Dry Film Thickness (DFT)
The thickness of the dry paint film.

Dry Rolled Finish
Finish obtained by cold rolling on polished rolls without the use of any coolant or metal lubricant, material previously plain pickled, giving a burnished appearance.

DS Type B Steel
Product intended for applications that require particularly severe drawing and forming.

Ductility
Ability of steel to undergo permanent changes in shape without fracture at room temperature.

Dumping
Dumping occurs when imported merchandise is sold in, or for export to, the domestic market at less than the normal value of the merchandise, i.e., a price which is less than the price at which identical or similar merchandise is sold in the comparison market, the home market (market of exporting country) or third-country market (market used as proxy for home market in cases where home market cannot be used).

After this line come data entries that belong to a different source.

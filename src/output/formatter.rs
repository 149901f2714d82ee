//! Console, JSON and HTML rendering of an analysis report

use crate::config::OutputFormat;
use crate::error::{Result, ResumeAnalyzerError};
use crate::processing::analyzer::AnalysisReport;
use askama::Template;
use colored::{Color, Colorize};
use std::path::Path;

pub trait OutputFormatter {
    fn format_report(&self, report: &AnalysisReport) -> Result<String>;
    fn supports_format(&self) -> OutputFormat;
}

/// Terminal output with colored skill badges
pub struct ConsoleFormatter {
    use_colors: bool,
    detailed: bool,
}

pub struct JsonFormatter {
    pretty: bool,
}

pub struct HtmlFormatter;

/// Dispatches to the formatter for the requested format
pub struct ReportGenerator {
    console_formatter: ConsoleFormatter,
    json_formatter: JsonFormatter,
    html_formatter: HtmlFormatter,
}

#[derive(Template)]
#[template(source = r#"<!DOCTYPE html>
<html lang="en">
<head>
    <meta charset="UTF-8">
    <meta name="viewport" content="width=device-width, initial-scale=1.0">
    <title>Resume Analysis Report</title>
    <style>
        body {
            font-family: -apple-system, BlinkMacSystemFont, 'Segoe UI', Roboto, sans-serif;
            line-height: 1.6;
            color: #333;
            max-width: 900px;
            margin: 0 auto;
            padding: 20px;
            background: #f8f9fa;
        }
        .container {
            background: white;
            padding: 30px;
            border-radius: 8px;
            box-shadow: 0 2px 10px rgba(0,0,0,0.1);
        }
        .header {
            text-align: center;
            margin-bottom: 30px;
            border-bottom: 3px solid #007acc;
            padding-bottom: 20px;
        }
        .score { font-size: 2em; font-weight: bold; color: #007acc; }
        .badge {
            display: inline-block;
            padding: 4px 12px;
            margin: 4px;
            border-radius: 14px;
            color: white;
            font-weight: bold;
        }
        .badge-matched { background: green; }
        .badge-missing { background: #d9534f; }
        .section { margin: 25px 0; }
        .section h2 {
            color: #007acc;
            border-bottom: 2px solid #e9ecef;
            padding-bottom: 10px;
        }
        .empty { color: #6c757d; font-style: italic; }
        pre {
            white-space: pre-wrap;
            background: #f8f9fa;
            padding: 15px;
            border-radius: 6px;
        }
        .metadata {
            background: #e9ecef;
            padding: 15px;
            border-radius: 6px;
            margin-top: 30px;
            font-size: 0.9em;
            color: #6c757d;
        }
    </style>
</head>
<body>
    <div class="container">
        <div class="header">
            <h1>Resume Analysis Report</h1>
            <p class="score">Match Percentage: {{ match_percentage }}%</p>
            <p>Threshold: {{ threshold_percent }}%</p>
        </div>

        <div class="section">
            <h2>Matched Skills</h2>
            {% if matched.is_empty() %}
            <p class="empty">No matches found.</p>
            {% else %}
            {% for skill in matched %}<span class="badge badge-matched">{{ skill }}</span>{% endfor %}
            {% endif %}
        </div>

        <div class="section">
            <h2>Missing Skills</h2>
            {% if missing.is_empty() %}
            <p class="empty">No missing skills!</p>
            {% else %}
            {% for skill in missing %}<span class="badge badge-missing">{{ skill }}</span>{% endfor %}
            {% endif %}
        </div>

        <div class="section">
            <h2>Extracted Skills</h2>
            <p><strong>Resume:</strong> {{ resume_skills }}</p>
            <p><strong>Job description:</strong> {{ job_skills }}</p>
        </div>

        <div class="section">
            <h2>Resume Preview</h2>
            <pre>{{ resume_preview }}</pre>
        </div>

        <div class="metadata">
            <p><strong>Generated:</strong> {{ generated_at }}</p>
            <p><strong>Model:</strong> {{ embedding_model }} | <strong>Resume:</strong> {{ source }}</p>
        </div>
    </div>
</body>
</html>"#, ext = "html")]
struct HtmlTemplate<'a> {
    match_percentage: String,
    threshold_percent: u8,
    matched: &'a [String],
    missing: &'a [String],
    resume_skills: String,
    job_skills: String,
    resume_preview: &'a str,
    generated_at: String,
    embedding_model: &'a str,
    source: &'a str,
}

const NO_SKILLS_DETECTED: &str = "No skills detected.";

fn join_or_placeholder(skills: &[String]) -> String {
    if skills.is_empty() {
        NO_SKILLS_DETECTED.to_string()
    } else {
        skills.join(", ")
    }
}

impl ConsoleFormatter {
    pub fn new(use_colors: bool, detailed: bool) -> Self {
        Self { use_colors, detailed }
    }

    fn colorize(&self, text: &str, color: Color) -> String {
        if self.use_colors {
            text.color(color).to_string()
        } else {
            text.to_string()
        }
    }

    fn format_header(&self, title: &str, level: u8) -> String {
        let prefix = match level {
            1 => "█",
            2 => "▓",
            _ => "▒",
        };

        let color = match level {
            1 => Color::Blue,
            2 => Color::Green,
            _ => Color::Yellow,
        };

        if self.use_colors {
            format!("\n{} {}\n", prefix.color(color).bold(), title.color(color).bold())
        } else {
            format!("\n{} {}\n", prefix, title)
        }
    }

    fn format_score_badge(&self, percentage: f64) -> String {
        let (badge, color) = match percentage {
            p if p >= 90.0 => ("EXCELLENT", Color::Green),
            p if p >= 75.0 => ("STRONG", Color::BrightGreen),
            p if p >= 50.0 => ("PARTIAL", Color::Yellow),
            p if p > 0.0 => ("WEAK", Color::Red),
            _ => ("NO MATCH", Color::BrightRed),
        };

        if self.use_colors {
            format!("[{}]", badge.color(color).bold())
        } else {
            format!("[{}]", badge)
        }
    }

    fn format_badges(&self, skills: &[String], color: Color) -> String {
        skills
            .iter()
            .map(|skill| {
                if self.use_colors {
                    format!(" {} ", skill).on_color(color).white().bold().to_string()
                } else {
                    format!("[{}]", skill)
                }
            })
            .collect::<Vec<_>>()
            .join(" ")
    }

    fn format_skill_set(&self, skills: &[String]) -> String {
        if skills.is_empty() {
            self.colorize(NO_SKILLS_DETECTED, Color::BrightBlack)
        } else {
            skills.join(", ")
        }
    }
}

impl OutputFormatter for ConsoleFormatter {
    fn format_report(&self, report: &AnalysisReport) -> Result<String> {
        let mut output = String::new();

        output.push_str(&self.format_header("📊 RESUME ANALYSIS", 1));
        output.push_str(&format!(
            "Generated: {} | Model: {} | Threshold: {}%\n",
            report.generated_at.format("%Y-%m-%d %H:%M:%S"),
            report.embedding_model,
            report.threshold_percent
        ));

        output.push_str(&self.format_header("Match Score", 2));
        output.push_str(&format!(
            "Match Percentage: {:.2}% {}\n",
            report.match_percentage,
            self.format_score_badge(report.match_percentage)
        ));

        output.push_str(&self.format_header("✅ Matched Skills", 3));
        if report.matched.is_empty() {
            output.push_str(&format!("  {}\n", self.colorize("No matches found.", Color::BrightBlack)));
        } else {
            output.push_str(&format!("  {}\n", self.format_badges(&report.matched, Color::Green)));
        }

        output.push_str(&self.format_header("❌ Missing Skills", 3));
        if report.missing.is_empty() {
            output.push_str(&format!("  {}\n", self.colorize("No missing skills!", Color::Green)));
        } else {
            output.push_str(&format!("  {}\n", self.format_badges(&report.missing, Color::Red)));
        }

        output.push_str(&self.format_header("🔍 Extracted Resume Skills", 3));
        output.push_str(&format!("  {}\n", self.format_skill_set(report.resume_skills.as_slice())));
        output.push_str(&self.format_header("🔍 Job Description Skills", 3));
        output.push_str(&format!("  {}\n", self.format_skill_set(report.job_skills.as_slice())));

        if self.detailed {
            output.push_str(&self.format_header(&format!("📄 Resume Preview ({})", report.source), 2));
            output.push_str(&report.resume_preview);
            output.push('\n');
        }

        Ok(output)
    }

    fn supports_format(&self) -> OutputFormat {
        OutputFormat::Console
    }
}

impl JsonFormatter {
    pub fn new(pretty: bool) -> Self {
        Self { pretty }
    }
}

impl OutputFormatter for JsonFormatter {
    fn format_report(&self, report: &AnalysisReport) -> Result<String> {
        if self.pretty {
            Ok(serde_json::to_string_pretty(report)?)
        } else {
            Ok(serde_json::to_string(report)?)
        }
    }

    fn supports_format(&self) -> OutputFormat {
        OutputFormat::Json
    }
}

impl HtmlFormatter {
    fn create_template_data<'a>(&self, report: &'a AnalysisReport) -> HtmlTemplate<'a> {
        HtmlTemplate {
            match_percentage: format!("{:.2}", report.match_percentage),
            threshold_percent: report.threshold_percent,
            matched: &report.matched,
            missing: &report.missing,
            resume_skills: join_or_placeholder(report.resume_skills.as_slice()),
            job_skills: join_or_placeholder(report.job_skills.as_slice()),
            resume_preview: &report.resume_preview,
            generated_at: report.generated_at.format("%Y-%m-%d %H:%M:%S").to_string(),
            embedding_model: &report.embedding_model,
            source: &report.source,
        }
    }
}

impl OutputFormatter for HtmlFormatter {
    fn format_report(&self, report: &AnalysisReport) -> Result<String> {
        self.create_template_data(report)
            .render()
            .map_err(|e| ResumeAnalyzerError::OutputFormatting(format!("HTML template error: {}", e)))
    }

    fn supports_format(&self) -> OutputFormat {
        OutputFormat::Html
    }
}

impl ReportGenerator {
    pub fn new() -> Self {
        Self::with_options(true, false)
    }

    pub fn with_options(use_colors: bool, detailed: bool) -> Self {
        Self {
            console_formatter: ConsoleFormatter::new(use_colors, detailed),
            json_formatter: JsonFormatter::new(true),
            html_formatter: HtmlFormatter,
        }
    }

    pub fn generate_report(&self, report: &AnalysisReport, format: OutputFormat) -> Result<String> {
        let formatters: [&dyn OutputFormatter; 3] =
            [&self.console_formatter, &self.json_formatter, &self.html_formatter];

        formatters
            .into_iter()
            .find(|formatter| formatter.supports_format() == format)
            .ok_or_else(|| ResumeAnalyzerError::OutputFormatting(format!("No formatter for {:?}", format)))?
            .format_report(report)
    }
}

impl Default for ReportGenerator {
    fn default() -> Self {
        Self::new()
    }
}

pub fn save_report_to_file(content: &str, file_path: &Path) -> Result<()> {
    use std::fs;
    if let Some(parent) = file_path.parent() {
        fs::create_dir_all(parent)?;
    }
    fs::write(file_path, content)?;
    Ok(())
}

The normal value of the merchandise cannot be below the cost of production.

Dumping Margin
The amount by which the normal value exceeds the export price or constructed export price of the subject merchandise.

Duplex
A category of stainless steel with high amounts of chromium and moderate nickel content. The duplex class is so named because it is a mixture of austenitic (chromium-nickel stainless class) and ferritic (plain chromium stainless category) structures. This combination was originated to offer more strength than either of those stainless steels. Duplex stainless steels provide high resistance to stress corrosion cracking (formation of cracks caused by a combination of corrosion and stress) and are suitable for heat exchangers, desalination plants, and marine applications.

Duralumin
The trade name applied to the first aluminum-copper-magnesium type of age-hardenable alloy (17S), which contains nominally 4% Cu, ˝ % Mg. The term is sometimes used to include the class of wrought aluminum-copper-magnesium alloys that harden during aging at room temperature.